La valutazione delle funzioni cognitivo-comportamentali di un soggetto anziano richiede l’utilizzo di tecniche e procedure che permettano di distinguere tra:
- il normale declino delle capacità mentali;
- le modificazioni del comportamento dell’anziano “sano”;
- le alterazioni delle capacità cognitive secondarie a patologie non demenziali (considerando come patologia anche situazioni socio-ambientali);
- i disturbi della memoria e delle altre funzioni superiori legate ad una involuzione
patologica del sistema nervoso centrale (SNC).
A tal fine si utilizza, oltre all’osservazione diretta della persona da parte del sanitario – essenziale ma troppo legata alla soggettività dell’esaminatore – una serie di test mentali il cui risultato sia comprensibile da tutti. Dei numerosi test mentali attualmente in circolazione alcuni hanno preminentemente finalità di ricerca, altri hanno finalità più pratiche (screening tra normalità e patologia, diagnosi, evoluzione); molti di questi ultimi, normalmente utilizzati in ambito specialistico neurologico, psichiatrico/psicoterapeutico e geriatrico, per la loro semplicità, senza detrimento della specificità, possono agevolmente essere utilizzati anche dal medico di base e da medici di altra specialità. Scopo fondamentale delle batterie di test attualmente utilizzate è la differenziazione, in fase precoce, tra la normalità, la demenza, il disturbo cognitivo primitivamente psichiatrico, e la deviazione dalla norma che non rientri in una classe patologica.
Le scale cognitive
Riferendoci a questo articolo, abbiamo visto come nell’applicazione del test Mini Mental State (MMS) con anziani, ci troveremo spesso di fronte a casi di soggetti con punteggi nettamente inferiori alla norma. Ciò indica, semplicemente, uno scadimento delle funzioni cognitive, ma il test non è in grado di indicare niente altro di specifico riguardo al tipo di alterazione, né fornire informazioni che possano indirizzare verso una migliore definizione eziologica di tale compromissione intellettiva.

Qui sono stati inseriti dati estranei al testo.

//! Configuration for the `kiln` binary.
//!
//! Configuration is loaded from environment variables with sensible defaults.

use kiln_core::{
    BootstrapConfig, BuilddImage, CoreError, LxdConfig, ReadinessFailure, BUILDD_REMOTE_ADDR,
    BUILDD_REMOTE_NAME, BUILDD_REMOTE_PROTOCOL, DEFAULT_HOSTNAME,
};
use kiln_lxd::{Remote, DEFAULT_PROJECT, LOCAL_REMOTE};

/// Which kind of environment to provision.
#[derive(Debug, Clone, Copy, PartialEq, Eq, Default)]
pub enum BackendKind {
    /// An LXD instance (default)
    #[default]
    Lxd,
    /// The host itself
    Host,
}

impl BackendKind {
    /// Parse from string (case-insensitive).
    pub fn parse(s: &str) -> Self {
        match s.to_lowercase().as_str() {
            "host" | "local" => Self::Host,
            _ => Self::Lxd,
        }
    }
}

/// Configuration for the kiln binary.
#[derive(Debug, Clone)]
pub struct KilnConfig {
    /// Environment kind (default: lxd).
    pub backend: BackendKind,

    /// Working instance name.
    pub instance_name: String,

    /// Base image (default: focal).
    pub image: BuilddImage,

    /// Runtime project.
    pub project: String,

    /// Runtime remote instances live on.
    pub remote: String,

    /// Delete the instance when it stops (default: true).
    pub ephemeral: bool,

    /// Launch from a cached bootstrapped image (default: true).
    pub use_intermediate_image: bool,

    /// Image remote name.
    pub image_remote_name: String,

    /// Image remote address.
    pub image_remote_addr: String,

    /// Image remote protocol.
    pub image_remote_protocol: String,

    /// Hostname set inside bootstrapped images.
    pub hostname: String,

    /// Fail setup when a readiness check times out (default: false).
    pub strict_readiness: bool,

    /// Run host commands through sudo (host backend only).
    pub sudo: bool,

    /// User for sudo (host backend only).
    pub sudo_user: Option<String>,
}

impl Default for KilnConfig {
    fn default() -> Self {
        Self {
            backend: BackendKind::Lxd,
            instance_name: "kiln-builder".to_string(),
            image: BuilddImage::Focal,
            project: DEFAULT_PROJECT.to_string(),
            remote: LOCAL_REMOTE.to_string(),
            ephemeral: true,
            use_intermediate_image: true,
            image_remote_name: BUILDD_REMOTE_NAME.to_string(),
            image_remote_addr: BUILDD_REMOTE_ADDR.to_string(),
            image_remote_protocol: BUILDD_REMOTE_PROTOCOL.to_string(),
            hostname: DEFAULT_HOSTNAME.to_string(),
            strict_readiness: false,
            sudo: false,
            sudo_user: None,
        }
    }
}

fn flag(name: &str, default: bool) -> bool {
    std::env::var(name)
        .map(|v| v != "false" && v != "0")
        .unwrap_or(default)
}

fn string(name: &str, default: String) -> String {
    std::env::var(name).unwrap_or(default)
}

impl KilnConfig {
    /// Load configuration from environment variables.
    ///
    /// | Variable | Default |
    /// |----------|---------|
    /// | `KILN_BACKEND` | `lxd` (lxd, host) |
    /// | `KILN_INSTANCE` | `kiln-builder` |
    /// | `KILN_IMAGE` | `20.04` (16.04, 18.04, 20.04 or codename) |
    /// | `KILN_PROJECT` | `default` |
    /// | `KILN_REMOTE` | `local` |
    /// | `KILN_EPHEMERAL` | `true` |
    /// | `KILN_INTERMEDIATE_IMAGE` | `true` |
    /// | `KILN_IMAGE_REMOTE_NAME` | `ubuntu-buildd` |
    /// | `KILN_IMAGE_REMOTE_ADDR` | `https://cloud-images.ubuntu.com/buildd/releases` |
    /// | `KILN_IMAGE_REMOTE_PROTOCOL` | `simplestreams` |
    /// | `KILN_HOSTNAME` | `kiln-builder` |
    /// | `KILN_STRICT_READINESS` | `false` |
    /// | `KILN_SUDO` | `false` |
    /// | `KILN_SUDO_USER` | unset |
    pub fn from_env() -> Result<Self, CoreError> {
        let default = Self::default();

        let image = match std::env::var("KILN_IMAGE") {
            Ok(v) => v.parse()?,
            Err(_) => default.image,
        };

        Ok(Self {
            backend: std::env::var("KILN_BACKEND")
                .map(|v| BackendKind::parse(&v))
                .unwrap_or(default.backend),
            instance_name: string("KILN_INSTANCE", default.instance_name),
            image,
            project: string("KILN_PROJECT", default.project),
            remote: string("KILN_REMOTE", default.remote),
            ephemeral: flag("KILN_EPHEMERAL", default.ephemeral),
            use_intermediate_image: flag("KILN_INTERMEDIATE_IMAGE", default.use_intermediate_image),
            image_remote_name: string("KILN_IMAGE_REMOTE_NAME", default.image_remote_name),
            image_remote_addr: string("KILN_IMAGE_REMOTE_ADDR", default.image_remote_addr),
            image_remote_protocol: string(
                "KILN_IMAGE_REMOTE_PROTOCOL",
                default.image_remote_protocol,
            ),
            hostname: string("KILN_HOSTNAME", default.hostname),
            strict_readiness: flag("KILN_STRICT_READINESS", default.strict_readiness),
            sudo: flag("KILN_SUDO", default.sudo),
            sudo_user: std::env::var("KILN_SUDO_USER").ok(),
        })
    }

    /// Provider configuration for the LXD backend.
    pub fn lxd_config(&self) -> Result<LxdConfig, CoreError> {
        let bootstrap = BootstrapConfig {
            hostname: self.hostname.clone(),
            on_timeout: if self.strict_readiness {
                ReadinessFailure::Abort
            } else {
                ReadinessFailure::Warn
            },
            ..Default::default()
        };

        LxdConfig::builder()
            .instance_name(self.instance_name.clone())
            .image(self.image)
            .image_remote(Remote::new(
                self.image_remote_name.clone(),
                self.image_remote_addr.clone(),
                self.image_remote_protocol.clone(),
            ))
            .project(self.project.clone())
            .remote(self.remote.clone())
            .ephemeral(self.ephemeral)
            .use_intermediate_image(self.use_intermediate_image)
            .bootstrap(bootstrap)
            .build()
    }
}

#[cfg(test)]
mod tests {
    use super::*;

    #[test]
    fn test_default_config() {
        let config = KilnConfig::default();
        assert_eq!(config.backend, BackendKind::Lxd);
        assert_eq!(config.instance_name, "kiln-builder");
        assert_eq!(config.image, BuilddImage::Focal);
        assert!(config.ephemeral);
        assert!(config.use_intermediate_image);
        assert!(!config.strict_readiness);
    }

    #[test]
    fn test_backend_kind_parsing() {
        assert_eq!(BackendKind::parse("host"), BackendKind::Host);
        assert_eq!(BackendKind::parse("HOST"), BackendKind::Host);
        assert_eq!(BackendKind::parse("lxd"), BackendKind::Lxd);
        assert_eq!(BackendKind::parse("anything"), BackendKind::Lxd);
    }

    #[test]
    fn test_lxd_config_carries_settings() {
        let config = KilnConfig {
            instance_name: "snapcraft-hello".into(),
            image: BuilddImage::Bionic,
            ephemeral: false,
            strict_readiness: true,
            hostname: "hello-builder".into(),
            ..Default::default()
        };
        let lxd = config.lxd_config().unwrap();
        assert_eq!(lxd.instance_name, "snapcraft-hello");
        assert_eq!(lxd.image, BuilddImage::Bionic);
        assert!(!lxd.ephemeral);
        assert_eq!(lxd.bootstrap.on_timeout, ReadinessFailure::Abort);
        assert_eq!(lxd.bootstrap.hostname, "hello-builder");
        assert_eq!(lxd.image_remote.name, "ubuntu-buildd");
    }

    #[test]
    fn test_lxd_config_rejects_bad_instance_name() {
        let config = KilnConfig {
            instance_name: "not valid".into(),
            ..Default::default()
        };
        assert!(config.lxd_config().is_err());
    }
}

Sarà indispensabile in questi casi, quindi, l’invio al neurologo per la necessità di associare un opportuno esame delle altre funzioni neurologiche, clinico ed, eventualmente, laboratoristico e strumentale, nonché per approfondire l’esame neuropsicologico del soggetto in questione con test più specifici.
Perché un test neuropsicologico sia valido, sia in grado cioè di svolgere i compiti che da essa ci attendiamo, dovrà possedere certe caratteristiche precise:
- esplorare il maggior numero di funzioni intellettive superiori, essere cioé ben articolata in vari sub-test;
- ciascun sub-test dovrà essere il più possibile specifico per ogni singola abilità cognitiva;
- la somministrazione dovrà essere eseguita in condizioni identiche per ciascun soggetto, in maniera il più possibile neutrale per non influenzare il soggetto stesso (aiutare il soggetto nel dare le risposte sortisce l’unico effetto di alterare i risultati e quindi la diagnosi);
- l’esigenza di ottenere il maggior numero di informazioni circa le diverse abilità cognitive, non dovrà incidere troppo sulla lunghezza e sulla pesantezza della somministrazione.
Eventualmente sarà bene suddividere la seduta diagnostica in più volte, nel caso il paziente dia segni di stanchezza, e ciò non solo per motivi etici, ma anche per non inficiare i risultati del test.
Per individuare, in soggetti anziani, un’iniziale demenza, distinguerla da una possibile pseudo-demenza depressiva, e specificarne le caratteristiche neuropsicologiche, la batteria di test dovrà essere composta di varie sezioni, riguardanti ognuna un’area cognitiva. Non ci dilunghiamo qui nel riferire i singoli elementi da considerare, trattandosi di materiale tecnico specialistico.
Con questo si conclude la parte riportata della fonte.